Task brief:
Report the number of lines in the records below that contain the word "whose", and nothing more.

Collected data:
'''

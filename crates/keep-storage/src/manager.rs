use std::collections::HashMap;
use std::path::Path;
use std::sync::{Arc, RwLock};

use tokio_util::sync::CancellationToken;
use tracing::{debug, error, info, warn};

use keep_merkle::{sector_root, SECTOR_SIZE};
use keep_store::{MetaStore, SectorLock, StoreError, Volume};
use keep_types::Hash256;

use crate::cache::SectorCache;
use crate::error::{Result, StorageError};
use crate::volume::VolumeFile;

/// Sectors preallocated per grow batch. Growth is cancelable between
/// batches; each committed batch is durable.
pub const GROW_BATCH_SIZE: u64 = 64;

/// Physical sector storage over one or more volume files, fronted by the
/// metadata store and an LRU sector cache.
pub struct VolumeManager {
    store: Arc<MetaStore>,
    files: RwLock<HashMap<u32, Arc<VolumeFile>>>,
    cache: SectorCache,
}

impl VolumeManager {
    /// Opens the backing file of every registered volume. A volume whose
    /// file cannot be opened is marked unavailable rather than failing
    /// startup.
    pub fn new(store: Arc<MetaStore>, cache_size: usize) -> Result<Self> {
        let mut files = HashMap::new();
        for volume in store.volumes()? {
            match VolumeFile::open(&volume.local_path) {
                Ok(file) => {
                    files.insert(volume.id, Arc::new(file));
                }
                Err(err) => {
                    error!(
                        volume = volume.id,
                        path = %volume.local_path,
                        %err,
                        "failed to open volume file; marking volume unavailable"
                    );
                    store.set_available(volume.id, false)?;
                }
            }
        }
        Ok(Self {
            store,
            files: RwLock::new(files),
            cache: SectorCache::new(cache_size),
        })
    }

    pub fn volumes(&self) -> Result<Vec<Volume>> {
        Ok(self.store.volumes()?)
    }

    pub fn volume(&self, id: u32) -> Result<Volume> {
        Ok(self.store.volume(id)?)
    }

    pub fn set_read_only(&self, id: u32, read_only: bool) -> Result<()> {
        Ok(self.store.set_read_only(id, read_only)?)
    }

    fn volume_file(&self, id: u32) -> keep_store::Result<Arc<VolumeFile>> {
        let files = self.files.read().expect("volume map lock poisoned");
        files
            .get(&id)
            .cloned()
            .ok_or(StoreError::VolumeNotAvailable(id))
    }

    // ===== volume lifecycle =====

    /// Creates a volume file at `path` and preallocates `total_sectors`
    /// slots. The volume becomes available only once preallocation
    /// completes; cancellation leaves durable partial progress and the
    /// volume unavailable.
    pub fn add_volume<P: AsRef<Path>>(
        &self,
        path: P,
        total_sectors: u64,
        cancel: &CancellationToken,
    ) -> Result<Volume> {
        let path_str = path.as_ref().to_string_lossy().to_string();
        let volume = self.store.add_volume(&path_str, false)?;
        let file = match VolumeFile::create(path.as_ref()) {
            Ok(file) => Arc::new(file),
            Err(err) => {
                // Roll the registration back; nothing references it yet.
                self.store.remove_volume(volume.id, false)?;
                return Err(err.into());
            }
        };
        self.files
            .write()
            .expect("volume map lock poisoned")
            .insert(volume.id, file.clone());

        let mut current = 0;
        while current < total_sectors {
            if cancel.is_cancelled() {
                return Err(StorageError::Canceled);
            }
            let target = (current + GROW_BATCH_SIZE).min(total_sectors);
            file.resize(target)?;
            self.store.grow_volume(volume.id, target)?;
            current = target;
        }
        file.sync()?;
        self.store.set_available(volume.id, true)?;
        info!(volume = volume.id, path = %path_str, sectors = total_sectors, "added volume");
        Ok(self.store.volume(volume.id)?)
    }

    /// Grows or shrinks a volume to `new_total` slots. A shrink first
    /// migrates every sector above the target into the head of the volume
    /// or onto other volumes, batch by batch, then truncates the file.
    pub fn resize_volume(
        &self,
        id: u32,
        new_total: u64,
        cancel: &CancellationToken,
    ) -> Result<()> {
        let volume = self.store.volume(id)?;
        let file = self.volume_file(id)?;
        if new_total == volume.total_sectors {
            return Ok(());
        }

        if new_total > volume.total_sectors {
            let mut current = volume.total_sectors;
            while current < new_total {
                if cancel.is_cancelled() {
                    return Err(StorageError::Canceled);
                }
                let target = (current + GROW_BATCH_SIZE).min(new_total);
                file.resize(target)?;
                self.store.grow_volume(id, target)?;
                current = target;
            }
            file.sync()?;
            debug!(volume = id, sectors = new_total, "grew volume");
            return Ok(());
        }

        self.migrate_out(id, new_total, cancel)?;
        self.store.shrink_volume(id, new_total)?;
        file.resize(new_total)?;
        file.sync()?;
        debug!(volume = id, sectors = new_total, "shrank volume");
        Ok(())
    }

    /// Migrates a volume's sectors elsewhere and deletes it. Without
    /// `force` the removal fails if the rest of the cluster cannot absorb
    /// the data.
    pub fn remove_volume(&self, id: u32, force: bool, cancel: &CancellationToken) -> Result<()> {
        let volume = self.store.volume(id)?;
        // Freeze placement into the volume while it drains.
        self.store.set_read_only(id, true)?;
        match self.migrate_out(id, 0, cancel) {
            Ok(_) => {}
            Err(err) if force => {
                warn!(volume = id, %err, "force removing volume with unmigrated sectors");
            }
            Err(err) => {
                self.store.set_read_only(id, volume.read_only)?;
                return Err(err);
            }
        }
        if let Err(err) = self.store.remove_volume(id, force) {
            self.store.set_read_only(id, volume.read_only)?;
            return Err(err.into());
        }

        let removed = self
            .files
            .write()
            .expect("volume map lock poisoned")
            .remove(&id);
        if let Some(file) = removed {
            if let Err(err) = std::fs::remove_file(file.path()) {
                warn!(volume = id, path = %file.path().display(), %err, "failed to delete volume file");
            }
        }
        info!(volume = id, "removed volume");
        Ok(())
    }

    /// Migrates sectors at `index >= min_index` out of `volume_id`,
    /// copying and fsyncing each batch before its metadata commits.
    fn migrate_out(
        &self,
        volume_id: u32,
        min_index: u64,
        cancel: &CancellationToken,
    ) -> Result<usize> {
        let result = self.store.migrate_sectors(volume_id, min_index, |moves| {
            if cancel.is_cancelled() {
                return Err(StoreError::Canceled);
            }
            let mut dirty: Vec<u32> = Vec::new();
            for mv in moves {
                let src = self.volume_file(mv.from.volume)?;
                let dst = self.volume_file(mv.to.volume)?;
                let sector = src.read_sector(mv.from.index)?;
                dst.write_sector(mv.to.index, &sector)?;
                if !dirty.contains(&mv.to.volume) {
                    dirty.push(mv.to.volume);
                }
            }
            for id in dirty {
                self.volume_file(id)?.sync()?;
            }
            Ok(())
        });
        match result {
            Ok(migrated) => Ok(migrated),
            Err(StoreError::Canceled) => Err(StorageError::Canceled),
            Err(err) => Err(err.into()),
        }
    }

    // ===== sector I/O =====

    /// Stores a sector, returning its root and a release handle. Writing
    /// the same sector twice returns the existing location and takes
    /// another reference on its lock.
    pub fn write_sector(&self, sector: Vec<u8>) -> Result<(Hash256, SectorLock)> {
        if sector.len() != SECTOR_SIZE {
            return Err(StorageError::InvalidSectorLength(sector.len()));
        }
        let root = sector_root(&sector);
        let lock = self.store.store_sector(root, |loc, exists| {
            if exists {
                return Ok(());
            }
            let file = self.volume_file(loc.volume)?;
            file.write_sector(loc.index, &sector)?;
            file.sync()?;
            Ok(())
        })?;
        self.cache.put(root, Arc::new(sector));
        Ok((root, lock))
    }

    /// Stores an ephemeral sector that may be reclaimed once
    /// `expiration_height` passes.
    pub fn write_temp_sector(
        &self,
        sector: Vec<u8>,
        expiration_height: u64,
    ) -> Result<(Hash256, SectorLock)> {
        let (root, lock) = self.write_sector(sector)?;
        self.store.add_temp_sector(&root, expiration_height)?;
        Ok((root, lock))
    }

    /// Reads a sector by root, verifying its bytes against the root. The
    /// returned lock pins the sector's slot until released.
    pub fn read_sector(&self, root: &Hash256) -> Result<(Arc<Vec<u8>>, SectorLock)> {
        if let Some(sector) = self.cache.get(root) {
            let (_, lock) = self.store.sector_location(root)?;
            return Ok((sector, lock));
        }

        let (loc, lock) = self.store.sector_location(root)?;
        let volume = self.store.volume(loc.volume)?;
        if !volume.available {
            lock.release();
            return Err(StorageError::VolumeNotAvailable(loc.volume));
        }
        let file = self.volume_file(loc.volume)?;
        let sector = file.read_sector(loc.index)?;
        if sector_root(&sector) != *root {
            lock.release();
            error!(
                %root,
                volume = loc.volume,
                index = loc.index,
                "sector failed root verification"
            );
            return Err(StorageError::SectorCorrupt(*root));
        }
        let sector = Arc::new(sector);
        self.cache.put(*root, sector.clone());
        Ok((sector, lock))
    }

    /// Frees a sector's slot. Fails while the sector is pinned or
    /// referenced by a contract.
    pub fn remove_sector(&self, root: &Hash256) -> Result<()> {
        self.store.remove_sector(root)?;
        self.cache.remove(root);
        Ok(())
    }

    /// Reclaims temp sectors whose expiration has passed. Sectors still
    /// pinned by a lock are left for the next sweep.
    pub fn expire_temp_sectors(&self, height: u64) -> Result<()> {
        for root in self.store.expire_temp_sectors(height)? {
            match self.store.remove_sector(&root) {
                Ok(()) => {
                    self.cache.remove(&root);
                    debug!(%root, "reclaimed expired temp sector");
                }
                Err(StoreError::SectorLocked(_)) => {
                    warn!(%root, "expired temp sector still pinned");
                }
                Err(StoreError::SectorNotFound(_)) => {}
                Err(err) => return Err(err.into()),
            }
        }
        Ok(())
    }

    /// Number of cached sectors; used by tests and metrics reporting.
    pub fn cached_sectors(&self) -> usize {
        self.cache.len()
    }
}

'''

Answer for the task:
2